Brianne Chapelle, Contributor
Orange Hat by Alex Katz, 1990
Have you ever stood in front of an Alex Katz painting? It’s breathtaking. They’re grand in scale, captivating in their portrayal of people, and blissfully calming in terms of colour. Maybe you’ve had a similar experience of awe standing in front of a rack of clothing.
No? I guess it depends on who I’m talking to.
Imagine an instance in which both possibilities coexist: Katz’s calming colors and beautiful portraits, but on clothes and on products for the home sold at the H&M around the block. I’m going to give you the moment you probably need to process, to gather yourself, and to cry a quick tear of joy if need be.

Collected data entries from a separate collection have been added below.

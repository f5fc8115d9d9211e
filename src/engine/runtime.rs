//! Effect Runtime
//!
//! The host-facing entry point: one frame clock, one particle engine and one
//! entity engine sharing a configuration. The host advances the clock once
//! per game tick, either by calling [`EffectRuntime::tick`] from its own loop
//! or by handing [`EffectRuntime::clock`] to [`drive`](crate::engine::drive).

use std::sync::Arc;

use tracing::info;

use crate::config::EngineConfig;
use crate::effect::entity::EntityEffectSpec;
use crate::effect::handle::EffectHandle;
use crate::effect::particle::ParticleEffectSpec;
use crate::engine::clock::FrameClock;
use crate::engine::entity::EntityEngine;
use crate::engine::particle::ParticleEngine;
use crate::error::Result;
use crate::network::Broadcaster;
use crate::world::{RigBinder, World};

/// Both schedulers on one clock.
pub struct EffectRuntime {
    clock: Arc<FrameClock>,
    particles: ParticleEngine,
    entities: EntityEngine,
}

impl EffectRuntime {
    /// Validate `config` and start the engines on a fresh clock.
    pub fn start(
        config: EngineConfig,
        world: Arc<dyn World>,
        broadcaster: Arc<dyn Broadcaster>,
        rigs: Option<Arc<dyn RigBinder>>,
    ) -> Result<Self> {
        Self::with_clock(config, Arc::new(FrameClock::new()), world, broadcaster, rigs)
    }

    /// Start the engines on a clock the host already drives.
    pub fn with_clock(
        config: EngineConfig,
        clock: Arc<FrameClock>,
        world: Arc<dyn World>,
        broadcaster: Arc<dyn Broadcaster>,
        rigs: Option<Arc<dyn RigBinder>>,
    ) -> Result<Self> {
        config.validate()?;
        info!(
            "Starting effect runtime: {} Hz, shard capacity {}, {} compute threads",
            config.tick_rate, config.shard_capacity, config.compute_threads
        );
        let particles = ParticleEngine::new(clock.clone(), world.clone(), broadcaster.clone());
        let entities = EntityEngine::new(config, clock.clone(), world, broadcaster, rigs)?;
        Ok(Self { clock, particles, entities })
    }

    /// Schedule a particle effect.
    pub fn play_particle(&self, spec: ParticleEffectSpec) -> Result<EffectHandle> {
        self.particles.play(spec)
    }

    /// Spawn and schedule an entity effect.
    pub fn play_entity(&self, spec: EntityEffectSpec) -> Result<EffectHandle> {
        self.entities.play(spec)
    }

    /// Cancel one effect. Idempotent.
    pub fn cancel(&self, handle: &EffectHandle) {
        handle.cancel();
    }

    /// Cancel every effect of both kinds. The runtime keeps accepting work.
    pub fn cancel_all(&self) {
        self.particles.cancel_all();
        self.entities.cancel_all();
    }

    /// Advance one frame. Returns how many clock tasks ran.
    pub fn tick(&self) -> usize {
        self.clock.advance()
    }

    /// Cancel everything and refuse further submissions.
    pub fn stop(&self) {
        self.particles.stop();
        self.entities.stop();
    }

    /// Whether [`stop`](Self::stop) was called.
    pub fn is_stopped(&self) -> bool {
        self.entities.is_stopped()
    }

    /// The clock both engines tick on.
    pub fn clock(&self) -> Arc<FrameClock> {
        self.clock.clone()
    }

    /// Settings in use.
    pub fn config(&self) -> &EngineConfig {
        self.entities.config()
    }

    /// Running particle effects.
    pub fn active_particle_effects(&self) -> usize {
        self.particles.active_effects()
    }

    /// Running entity effects.
    pub fn active_entity_effects(&self) -> usize {
        self.entities.active_effects()
    }

    /// Members of every running shard.
    pub fn shard_sizes(&self) -> Vec<usize> {
        self.entities.shard_sizes()
    }

    /// Shards whose task is alive.
    pub fn running_shards(&self) -> usize {
        self.entities.running_shards()
    }
}

impl Drop for EffectRuntime {
    fn drop(&mut self) {
        if !self.is_stopped() {
            self.stop();
        }
    }
}
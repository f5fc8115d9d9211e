//! Particle effect specification.

use std::fmt;
use std::sync::Arc;

use serde::{Serialize, Deserialize};

use crate::anim::{Timeline, Transform};
use crate::core::vec3::Vec3;
use crate::effect::context::ParticleContext;
use crate::error::{EffectError, Result};
use crate::shape::Shape;
use crate::world::Location;

/// Particle kinds the host knows how to render.
#[derive(Clone, Copy, Debug, PartialEq, Eq, Hash, Serialize, Deserialize)]
pub enum ParticleKind {
    /// Flame
    Flame,
    /// Colored dust, honours `color` and `size`
    Dust,
    /// Spell swirl
    Witch,
    /// Small crit star
    Crit,
    /// End rod glow
    EndRod,
}

/// RGB color.
#[derive(Clone, Copy, Debug, PartialEq, Eq, Hash, Serialize, Deserialize)]
pub struct Color {
    /// Red
    pub r: u8,
    /// Green
    pub g: u8,
    /// Blue
    pub b: u8,
}

impl Color {
    /// Color from components.
    pub const fn rgb(r: u8, g: u8, b: u8) -> Self {
        Self { r, g, b }
    }
}

/// Render parameters for every emitted point.
#[derive(Clone, Copy, Debug, PartialEq, Serialize, Deserialize)]
pub struct ParticleParams {
    /// Particle kind
    pub kind: ParticleKind,
    /// Particles per point, before LOD density
    pub count: u32,
    /// Particle speed
    pub speed: f64,
    /// Random spread passed to the renderer
    pub spread: Vec3,
    /// Optional color
    pub color: Option<Color>,
    /// Particle size
    pub size: f32,
}

impl ParticleParams {
    /// One particle per point, no spread, no color, size 1.
    pub fn new(kind: ParticleKind) -> Self {
        Self {
            kind,
            count: 1,
            speed: 0.0,
            spread: Vec3::ZERO,
            color: None,
            size: 1.0,
        }
    }

    /// Particles per point after LOD density. Zero means nothing is sent.
    pub fn scaled_count(&self, density: f64) -> u32 {
        (self.count as f64 * density.max(0.0)).round() as u32
    }
}

/// Lazy origin, evaluated once per tick. `None` means the anchor is gone.
pub type OriginFn = Arc<dyn Fn() -> Option<Location> + Send + Sync>;

/// Immutable description of a particle effect.
#[derive(Clone)]
pub struct ParticleEffectSpec {
    /// Targeting policies
    pub context: ParticleContext,
    /// Lazy anchor
    pub origin: OriginFn,
    /// Offset added to the anchor
    pub offset: Vec3,
    /// Point cloud generator
    pub shape: Shape,
    /// Per-point transform
    pub transform: Transform,
    /// Render parameters
    pub params: ParticleParams,
    /// Timing
    pub timeline: Timeline,
    /// Seed handed to the shape
    pub seed: i64,
}

impl ParticleEffectSpec {
    /// Start a builder.
    pub fn builder() -> ParticleEffectBuilder {
        ParticleEffectBuilder::default()
    }
}

impl fmt::Debug for ParticleEffectSpec {
    fn fmt(&self, f: &mut fmt::Formatter<'_>) -> fmt::Result {
        f.debug_struct("ParticleEffectSpec")
            .field("context", &self.context)
            .field("offset", &self.offset)
            .field("params", &self.params)
            .field("timeline", &self.timeline)
            .field("seed", &self.seed)
            .finish_non_exhaustive()
    }
}

/// Builder for [`ParticleEffectSpec`].
#[derive(Default)]
pub struct ParticleEffectBuilder {
    context: ParticleContext,
    origin: Option<OriginFn>,
    offset: Vec3,
    shape: Option<Shape>,
    transform: Option<Transform>,
    params: Option<ParticleParams>,
    timeline: Option<Timeline>,
    seed: Option<i64>,
}

impl ParticleEffectBuilder {
    /// Targeting policies.
    pub fn context(mut self, context: ParticleContext) -> Self {
        self.context = context;
        self
    }

    /// Fixed origin.
    pub fn at(mut self, location: Location) -> Self {
        self.origin = Some(Arc::new(move || Some(location)));
        self
    }

    /// Lazy origin re-evaluated every tick.
    pub fn origin(mut self, f: impl Fn() -> Option<Location> + Send + Sync + 'static) -> Self {
        self.origin = Some(Arc::new(f));
        self
    }

    /// Offset from the origin.
    pub fn offset(mut self, offset: Vec3) -> Self {
        self.offset = offset;
        self
    }

    /// Point generator.
    pub fn shape(mut self, shape: Shape) -> Self {
        self.shape = Some(shape);
        self
    }

    /// Per-point transform. Defaults to identity.
    pub fn transform(mut self, transform: Transform) -> Self {
        self.transform = Some(transform);
        self
    }

    /// Render parameters. Defaults to a single flame per point.
    pub fn params(mut self, params: ParticleParams) -> Self {
        self.params = Some(params);
        self
    }

    /// Timing.
    pub fn timeline(mut self, timeline: Timeline) -> Self {
        self.timeline = Some(timeline);
        self
    }

    /// Shape seed. Defaults to a random value.
    pub fn seed(mut self, seed: i64) -> Self {
        self.seed = Some(seed);
        self
    }

    /// Validate and build.
    pub fn build(self) -> Result<ParticleEffectSpec> {
        let origin = self.origin.ok_or_else(|| EffectError::invalid("particle effect needs an origin"))?;
        let shape = self.shape.ok_or_else(|| EffectError::invalid("particle effect needs a shape"))?;
        let timeline = self.timeline.ok_or_else(|| EffectError::invalid("particle effect needs a timeline"))?;
        if !self.offset.is_finite() {
            return Err(EffectError::invalid("particle offset must be finite"));
        }

        Ok(ParticleEffectSpec {
            context: self.context,
            origin,
            offset: self.offset,
            shape,
            transform: self.transform.unwrap_or_default(),
            params: self.params.unwrap_or(ParticleParams::new(ParticleKind::Flame)),
            timeline,
            seed: self.seed.unwrap_or_else(random_seed),
        })
    }
}

/// Fresh seed from a v4 uuid.
fn random_seed() -> i64 {
    let (hi, lo) = uuid::Uuid::new_v4().as_u64_pair();
    (hi ^ lo) as i64
}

Now that you’ve had that moment (and you’ve marked down the launch date of December 1, 2016), I’ll share a few thoughts.
I study art history and have a particular penchant for clothes and self-expression. Naturally I was excited about this and fell particularly hard into a google hole (as one does). In reading about the collaboration, the trend of artists collaborating with fashion giants was identified as being incredibly “new.” It makes sense to advance such a claim based on things like Marina Abramović doing the art direction for a recent Givenchy show, Vanessa Beecroft collaborating on the (very problematic) YEEZY Season 4 show this fall, or last year’s H&M line inspired by the Louvre.
However, this is not new and I think that there has always been, historically speaking, a closeness between fashion and art. From painters like Matisse and Picasso designing costumes for the Ballet Russes, to textile artist Sonia Delaunay designing wool bathing suits in the 1920s, or even Elsa Schiaparelli’s multiple collaborations with Surrealist, Salvador Dalí; it seems true that fashion is “wearable art” and what influences artists also influences designers. They operate in a similar, creative world.
Original shoe had designed by Shiarparelli in collaboration with Dalí
Sonia Delaunay’s knit bathing suit from the 1920s.
Matisse design for the Ballet Russe’s production of The Song of the Nightingale in 1920.
Katz told Vogue his musings on how the collaboration is a way for the artist “to work with H&M to make [his] art more accessible to more people.” So, while many people might not have access to owning Katz’s artwork in a tangible way (other than maybe making it their desktop background or clipping it out of a magazine), fashion is a more accessible medium, and working with H&M will allow more people to engage with his work.
Think about how H&M has a store in almost every large city, additional stores in suburban areas, and an online platform. At McGill, we could go from a class discussing Katz’s work and then walk a few blocks to the downtown H&M to buy items his designs. The line will make Katz’s work more publicly accessible than the realm of high art. I think we should invest in projects like these because of the way they are inching towards more accessible art in its many forms.
Whether there is a direct collaboration between artists and fashion designers or not, their expressive value exists either way. What is interesting is that these collaborations allow for the historical, mutual undertaking of fashion and art in expressing the self or particular ideas, while exposing it to larger audiences. H&M x Alex Katz builds on that historic relationship between the two fields of fashion and art.